What is DevOps? If you ask 10 Different People you will Likely get 10 Different Answers
I have given up on finding a single, common definition and shifted my focus to the problems that DevOps solves. From my perspective, they are improved software quality, developer velocity, deployment repeatability, deployment time, traceability, time to market, audit compliance, and risk reduction. If you are like most people you are asking yourself: That sounds great, but how do we get there?
When trying to explain what DevOps is and how it should work, I like to reference the movie “The Karate Kid” (1984). There is a scene in which Daniel, the lead character, gets upset that he hasn’t yet learned any Karate, because he has been doing nothing but chores, in very specific motions, for his teacher Mr. Miyagi. However, when Mr. Miyagi asks Daniel to repeat the chore motions (such as wax-on, wax-off) and throws corresponding punches at Daniel, the light bulb goes off; as he is deflecting the attacks, he realizes he has actually been learning Karate moves.
How does this relate to the mythical state of utopia known as DevOps? It largely boils down to investing in automation around the common, repetitive chores your organization is already doing. The end goal is an automated software delivery pipeline through which all changes must run before reaching production.
DevOps boils down to investing in automation around the common, repetitive chores your organization is already doing. The end goal is an automated software delivery pipeline through which all changes must run before reaching production
I like to break the pipeline down into stages.
Build Stage - This is where you compile your code and invoke your unit tests. Ensure you have unit tests (at least some) and wire it up to run in a Continuous Integration/Delivery (CICD) tool on every code commit. If the tests don’t pass the defined threshold, the build should fail and be addressed immediately by the developer who did the commit. For those of you who don’t have unit tests, start with one and get that configured in your CICD tool. Then you can set goals to increase the percent coverage over time.
Packaging/Versioning Stage – All build and deploy artifacts should be packaged and tagged with version metadata. Additionally, these need to be placed into a repository for easy retrieval at deploy time. This helps ensure you know exactly what is deployed where and gives you the ability to rollback to a previous version should things go sideways.
System Testing Stage – Types of testing at this stage are known as functional, regression, and integration to name a few. I assume every organization does at least some level of this testing before going to production. The key is to wrap that in automation and configure your CI tool to run it automatically on all code before it goes to production.
Security Testing Stage – One of the most overlooked aspects of the Software Development Life Cycle (SDLC) is security testing. It is challenging enough to write working software and get it to pass a barrage of system tests, but you can’t stop there. This is where you perform tests such as penetration, cross-site scripting, and SQL injection to ensure the bad guys can’t get in.
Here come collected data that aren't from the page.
use std::fmt;

use chrono::{NaiveDate, NaiveDateTime};

use crate::time::format_for_display;

#[derive(Debug, Clone, PartialEq, Eq)]
pub enum TaskKind {
    Todo,
    Deadline {
        by: NaiveDateTime,
    },
    /// `from <= to` is checked by whoever builds one: the parser for user
    /// input, the line codec for stored data.
    Event {
        from: NaiveDateTime,
        to: NaiveDateTime,
    },
}

#[derive(Debug, Clone, PartialEq, Eq)]
pub struct Task {
    pub description: String,
    pub is_done: bool,
    pub kind: TaskKind,
}

impl Task {
    pub fn new(description: impl Into<String>, kind: TaskKind) -> Self {
        Self {
            description: description.into(),
            is_done: false,
            kind,
        }
    }

    pub fn todo(description: impl Into<String>) -> Self {
        Self::new(description, TaskKind::Todo)
    }

    pub fn deadline(description: impl Into<String>, by: NaiveDateTime) -> Self {
        Self::new(description, TaskKind::Deadline { by })
    }

    /// `None` when `from` is after `to`. Building the kind by hand through
    /// [`Task::new`] skips this check.
    pub fn event(
        description: impl Into<String>,
        from: NaiveDateTime,
        to: NaiveDateTime,
    ) -> Option<Self> {
        (from <= to).then(|| Self::new(description, TaskKind::Event { from, to }))
    }

    pub fn type_tag(&self) -> &'static str {
        match self.kind {
            TaskKind::Todo => "T",
            TaskKind::Deadline { .. } => "D",
            TaskKind::Event { .. } => "E",
        }
    }

    pub fn status_icon(&self) -> &'static str {
        if self.is_done {
            "X"
        } else {
            " "
        }
    }

    pub fn mark_as_done(&mut self) {
        self.is_done = true;
    }

    pub fn mark_as_not_done(&mut self) {
        self.is_done = false;
    }

    /// Deadlines fall on the calendar day of `by`; events cover every day from
    /// the start date to the end date inclusive. Todos have no date.
    pub fn occurs_on(&self, date: NaiveDate) -> bool {
        match self.kind {
            TaskKind::Todo => false,
            TaskKind::Deadline { by } => by.date() == date,
            TaskKind::Event { from, to } => from.date() <= date && date <= to.date(),
        }
    }

    pub fn description_contains(&self, keyword: &str) -> bool {
        self.description
            .to_lowercase()
            .contains(&keyword.to_lowercase())
    }
}

impl fmt::Display for Task {
    fn fmt(&self, f: &mut fmt::Formatter<'_>) -> fmt::Result {
        write!(
            f,
            "[{}][{}] {}",
            self.type_tag(),
            self.status_icon(),
            self.description
        )?;
        match self.kind {
            TaskKind::Todo => Ok(()),
            TaskKind::Deadline { by } => write!(f, " (by: {})", format_for_display(by)),
            TaskKind::Event { from, to } => write!(
                f,
                " (from: {} to: {})",
                format_for_display(from),
                format_for_display(to)
            ),
        }
    }
}

#[cfg(test)]
mod tests {
    use super::*;

    fn at(y: i32, m: u32, d: u32, h: u32, min: u32) -> NaiveDateTime {
        NaiveDate::from_ymd_opt(y, m, d)
            .unwrap()
            .and_hms_opt(h, min, 0)
            .unwrap()
    }

    #[test]
    fn renders_each_variant() {
        let mut todo = Task::todo("read book");
        assert_eq!(todo.to_string(), "[T][ ] read book");
        todo.mark_as_done();
        assert_eq!(todo.to_string(), "[T][X] read book");

        let deadline = Task::deadline("return book", at(2019, 12, 2, 0, 0));
        assert_eq!(deadline.to_string(), "[D][ ] return book (by: Dec 2 2019)");

        let event = Task::event("trip", at(2019, 12, 2, 9, 0), at(2019, 12, 3, 18, 0)).unwrap();
        assert_eq!(
            event.to_string(),
            "[E][ ] trip (from: Dec 2 2019 0900 to: Dec 3 2019 1800)"
        );
    }

    #[test]
    fn event_needs_start_before_end() {
        assert!(Task::event("e", at(2019, 12, 3, 0, 0), at(2019, 12, 2, 23, 59)).is_none());

        let instant = at(2019, 12, 2, 9, 0);
        let same = Task::event("e", instant, instant).unwrap();
        assert_eq!(same.kind, TaskKind::Event { from: instant, to: instant });
    }

    #[test]
    fn marking_is_idempotent() {
        let mut task = Task::todo("x");
        task.mark_as_done();
        task.mark_as_done();
        assert!(task.is_done);
        task.mark_as_not_done();
        task.mark_as_not_done();
        assert!(!task.is_done);
    }

    #[test]
    fn occurs_on_uses_calendar_dates() {
        let day = |d| NaiveDate::from_ymd_opt(2019, 12, d).unwrap();

        let deadline = Task::deadline("d", at(2019, 12, 2, 23, 59));
        assert!(deadline.occurs_on(day(2)));
        assert!(!deadline.occurs_on(day(3)));

        let event = Task::event("e", at(2019, 12, 2, 22, 0), at(2019, 12, 4, 1, 0)).unwrap();
        assert!(!event.occurs_on(day(1)));
        assert!(event.occurs_on(day(2)));
        assert!(event.occurs_on(day(3)));
        assert!(event.occurs_on(day(4)));
        assert!(!event.occurs_on(day(5)));

        assert!(!Task::todo("t").occurs_on(day(2)));
    }

    #[test]
    fn keyword_match_ignores_case() {
        let task = Task::todo("Read BOOK");
        assert!(task.description_contains("book"));
        assert!(task.description_contains("ReAd"));
        assert!(!task.description_contains("pen"));
    }
}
Be careful not to assume that all threats come from outside your organization because they frequently come from within.
Performance Testing Stage – In this stage, you will identify what your bottlenecks are and where you need to focus your tuning efforts. Additionally, you should have automation that can scale the system up when hitting certain thresholds. It makes sense to put this towards the end of your pipeline because you don’t want to waste time performance-testing a buggy system that may behave completely differently once the bugs are resolved.
Putting it Together - To tie all these stages together we have what we call pipelines, and we codify them in our CICD tool. When software changes happen, they must run through all stages successfully before being allowed to go to production. No manual intervention is allowed except for manual testing that has yet to be automated. Each stage has a home in one of our CICD jobs:
• Build (code inspection/compilation)
• Release Candidate (packaging/versioning)
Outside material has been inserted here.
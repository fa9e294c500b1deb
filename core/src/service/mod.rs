pub mod dto;
pub mod session;

mod session_test;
• Development Environment (smoke tests/deployment automation tests)
• Test Environment (system tests)
• Stress Environment (security/performance tests)
• Production Environment
It’s important to note that all automation should be treated the same as any other codebase. In other words, it lives in a source code repository and finds its way into your pipeline without manual intervention. You can now pinpoint any change that was applied to a given environment and a specific time. This makes solving challenges such as audits much easier as it’s now part of your ecosystem at its very core.
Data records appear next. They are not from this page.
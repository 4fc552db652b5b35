//! Image provider trait.

use crate::error::Result;
use crate::image::types::{GeneratedImage, GenerationRequest, ImageProviderKind};
use async_trait::async_trait;

/// Trait for image generation providers.
#[async_trait]
pub trait ImageProvider: Send + Sync {
    /// Generates an image from the given request.
    async fn generate(&self, request: &GenerationRequest) -> Result<GeneratedImage>;

    /// Returns the kind of this provider.
    fn kind(&self) -> ImageProviderKind;

    /// Returns the name of this provider for display.
    fn name(&self) -> &str {
        match self.kind() {
            ImageProviderKind::Pollinations => "Pollinations.ai",
            ImageProviderKind::Local => "local",
        }
    }

    /// Checks if the provider is reachable.
    async fn health_check(&self) -> Result<()>;
}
If you made it this far, congratulations! Sit back and enjoy a bag of popcorn while you watch your pipeline dashboard work. However, it doesn’t stop there. A far less tangible aspect of DevOps is a culture change. It’s never easy and takes dedication to see it through.
With the discipline of a pipeline, you gain trust in your software as it makes its way to production. Trust is a large part of what helps or hinders the organization’s ability to move faster. The goal is to make that production deployment easy, reliable, and repeatable. It frees people up to focus on more important things such as getting that new feature developed.
There are many other opportunities to optimize how your organization does its work. I encourage you to question and rethink everything. Here are some ideas:
• Does that CAB meeting become easier or maybe go away altogether?
• Do we need tickets created for deploying to each environment? If so, can we automate them?
• Can we reduce the number of people needed for deployments? Can we do deployments during the day?
Here at ACT, we have been embracing DevOps for approximately 2.5 years. Prior to that, we were a traditional IT shop. We have covered a lot of ground, but still, have much more to do.